*Task:* Please state how many lines of the data contain "bytes". The number by itself is enough.

*Available records:*
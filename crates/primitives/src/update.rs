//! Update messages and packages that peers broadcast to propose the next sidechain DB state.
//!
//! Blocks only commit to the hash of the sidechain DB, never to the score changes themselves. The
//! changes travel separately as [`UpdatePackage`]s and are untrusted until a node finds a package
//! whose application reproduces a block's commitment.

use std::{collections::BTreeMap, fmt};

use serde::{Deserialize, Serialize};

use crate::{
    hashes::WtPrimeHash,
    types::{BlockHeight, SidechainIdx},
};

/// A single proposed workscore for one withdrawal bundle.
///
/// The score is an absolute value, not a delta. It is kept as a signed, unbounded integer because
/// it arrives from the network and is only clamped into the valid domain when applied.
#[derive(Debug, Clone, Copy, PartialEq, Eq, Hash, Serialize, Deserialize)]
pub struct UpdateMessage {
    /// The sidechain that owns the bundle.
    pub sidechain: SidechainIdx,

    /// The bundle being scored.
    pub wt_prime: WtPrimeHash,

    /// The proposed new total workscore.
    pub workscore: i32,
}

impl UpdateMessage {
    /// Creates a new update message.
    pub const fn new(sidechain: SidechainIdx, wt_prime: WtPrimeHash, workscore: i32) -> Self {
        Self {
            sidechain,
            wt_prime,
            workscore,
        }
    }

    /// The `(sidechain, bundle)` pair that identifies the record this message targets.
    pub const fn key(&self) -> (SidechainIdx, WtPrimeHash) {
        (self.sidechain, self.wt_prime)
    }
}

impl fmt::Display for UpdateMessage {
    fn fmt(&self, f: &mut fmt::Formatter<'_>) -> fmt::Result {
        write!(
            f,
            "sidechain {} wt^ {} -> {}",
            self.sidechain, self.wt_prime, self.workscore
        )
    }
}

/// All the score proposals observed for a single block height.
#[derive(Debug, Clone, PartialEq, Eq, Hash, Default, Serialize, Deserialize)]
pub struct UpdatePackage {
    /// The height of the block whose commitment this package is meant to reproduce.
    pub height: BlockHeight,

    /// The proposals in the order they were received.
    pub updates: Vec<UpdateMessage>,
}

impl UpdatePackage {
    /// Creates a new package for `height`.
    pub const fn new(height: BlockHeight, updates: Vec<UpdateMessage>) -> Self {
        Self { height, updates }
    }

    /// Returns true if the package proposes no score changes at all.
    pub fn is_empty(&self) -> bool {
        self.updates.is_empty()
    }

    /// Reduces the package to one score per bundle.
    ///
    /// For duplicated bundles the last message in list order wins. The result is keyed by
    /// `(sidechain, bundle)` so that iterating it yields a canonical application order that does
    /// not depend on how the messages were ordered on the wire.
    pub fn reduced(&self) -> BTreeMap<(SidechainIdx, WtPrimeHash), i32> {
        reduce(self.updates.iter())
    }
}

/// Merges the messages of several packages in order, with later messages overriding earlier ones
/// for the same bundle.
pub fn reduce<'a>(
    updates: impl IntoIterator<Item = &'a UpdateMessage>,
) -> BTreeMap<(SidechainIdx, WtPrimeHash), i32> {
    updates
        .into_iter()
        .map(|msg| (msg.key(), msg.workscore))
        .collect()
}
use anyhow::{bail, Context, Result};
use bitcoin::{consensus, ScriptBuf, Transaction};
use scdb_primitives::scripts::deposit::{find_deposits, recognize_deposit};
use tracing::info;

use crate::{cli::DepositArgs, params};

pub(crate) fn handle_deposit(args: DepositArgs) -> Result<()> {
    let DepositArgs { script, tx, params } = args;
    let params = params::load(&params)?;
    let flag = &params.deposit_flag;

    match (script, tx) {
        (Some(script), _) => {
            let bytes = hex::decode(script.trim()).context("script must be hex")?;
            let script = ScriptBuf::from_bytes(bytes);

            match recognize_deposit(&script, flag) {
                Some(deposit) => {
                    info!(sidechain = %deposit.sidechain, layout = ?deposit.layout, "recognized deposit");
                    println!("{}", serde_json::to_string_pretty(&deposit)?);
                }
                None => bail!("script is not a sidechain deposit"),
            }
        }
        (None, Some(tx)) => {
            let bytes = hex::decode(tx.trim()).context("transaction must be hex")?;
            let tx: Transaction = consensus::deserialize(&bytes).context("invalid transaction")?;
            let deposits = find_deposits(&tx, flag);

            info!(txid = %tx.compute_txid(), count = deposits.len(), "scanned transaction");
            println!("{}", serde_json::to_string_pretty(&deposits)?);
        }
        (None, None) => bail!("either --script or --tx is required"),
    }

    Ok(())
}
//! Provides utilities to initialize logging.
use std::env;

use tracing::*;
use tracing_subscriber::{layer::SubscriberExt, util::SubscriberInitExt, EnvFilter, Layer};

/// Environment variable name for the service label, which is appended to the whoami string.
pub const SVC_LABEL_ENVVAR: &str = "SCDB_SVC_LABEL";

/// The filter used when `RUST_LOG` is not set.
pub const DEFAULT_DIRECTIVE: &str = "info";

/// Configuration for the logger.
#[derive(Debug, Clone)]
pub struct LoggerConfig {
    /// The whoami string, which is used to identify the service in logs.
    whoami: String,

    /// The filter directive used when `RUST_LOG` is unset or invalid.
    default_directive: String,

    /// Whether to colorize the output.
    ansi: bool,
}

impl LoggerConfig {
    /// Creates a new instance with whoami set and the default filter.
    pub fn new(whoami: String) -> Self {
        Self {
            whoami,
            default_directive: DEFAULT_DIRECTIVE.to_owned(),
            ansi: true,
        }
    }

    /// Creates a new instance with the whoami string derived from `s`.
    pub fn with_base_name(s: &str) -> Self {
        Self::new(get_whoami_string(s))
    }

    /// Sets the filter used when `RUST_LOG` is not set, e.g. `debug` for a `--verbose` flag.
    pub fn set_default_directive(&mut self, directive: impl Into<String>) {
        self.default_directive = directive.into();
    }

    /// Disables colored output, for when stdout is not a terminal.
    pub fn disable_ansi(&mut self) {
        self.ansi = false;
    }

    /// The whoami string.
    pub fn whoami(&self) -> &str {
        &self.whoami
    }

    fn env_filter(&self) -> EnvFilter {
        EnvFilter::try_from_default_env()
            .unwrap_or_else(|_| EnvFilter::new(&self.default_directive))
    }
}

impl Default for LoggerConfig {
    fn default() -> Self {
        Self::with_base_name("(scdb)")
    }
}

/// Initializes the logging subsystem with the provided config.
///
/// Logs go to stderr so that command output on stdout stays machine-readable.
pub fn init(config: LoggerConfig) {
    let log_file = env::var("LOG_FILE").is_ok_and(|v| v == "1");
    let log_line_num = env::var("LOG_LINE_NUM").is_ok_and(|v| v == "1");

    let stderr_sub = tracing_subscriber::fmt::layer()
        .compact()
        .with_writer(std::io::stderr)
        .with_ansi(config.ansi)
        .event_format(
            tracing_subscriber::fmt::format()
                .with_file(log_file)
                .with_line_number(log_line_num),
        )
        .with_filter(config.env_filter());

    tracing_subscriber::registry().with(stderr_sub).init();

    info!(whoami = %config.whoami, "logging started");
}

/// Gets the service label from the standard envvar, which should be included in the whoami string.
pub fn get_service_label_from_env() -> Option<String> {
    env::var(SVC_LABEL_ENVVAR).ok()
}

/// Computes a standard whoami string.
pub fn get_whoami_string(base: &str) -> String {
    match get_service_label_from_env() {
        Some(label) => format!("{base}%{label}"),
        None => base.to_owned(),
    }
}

*Response area:* 4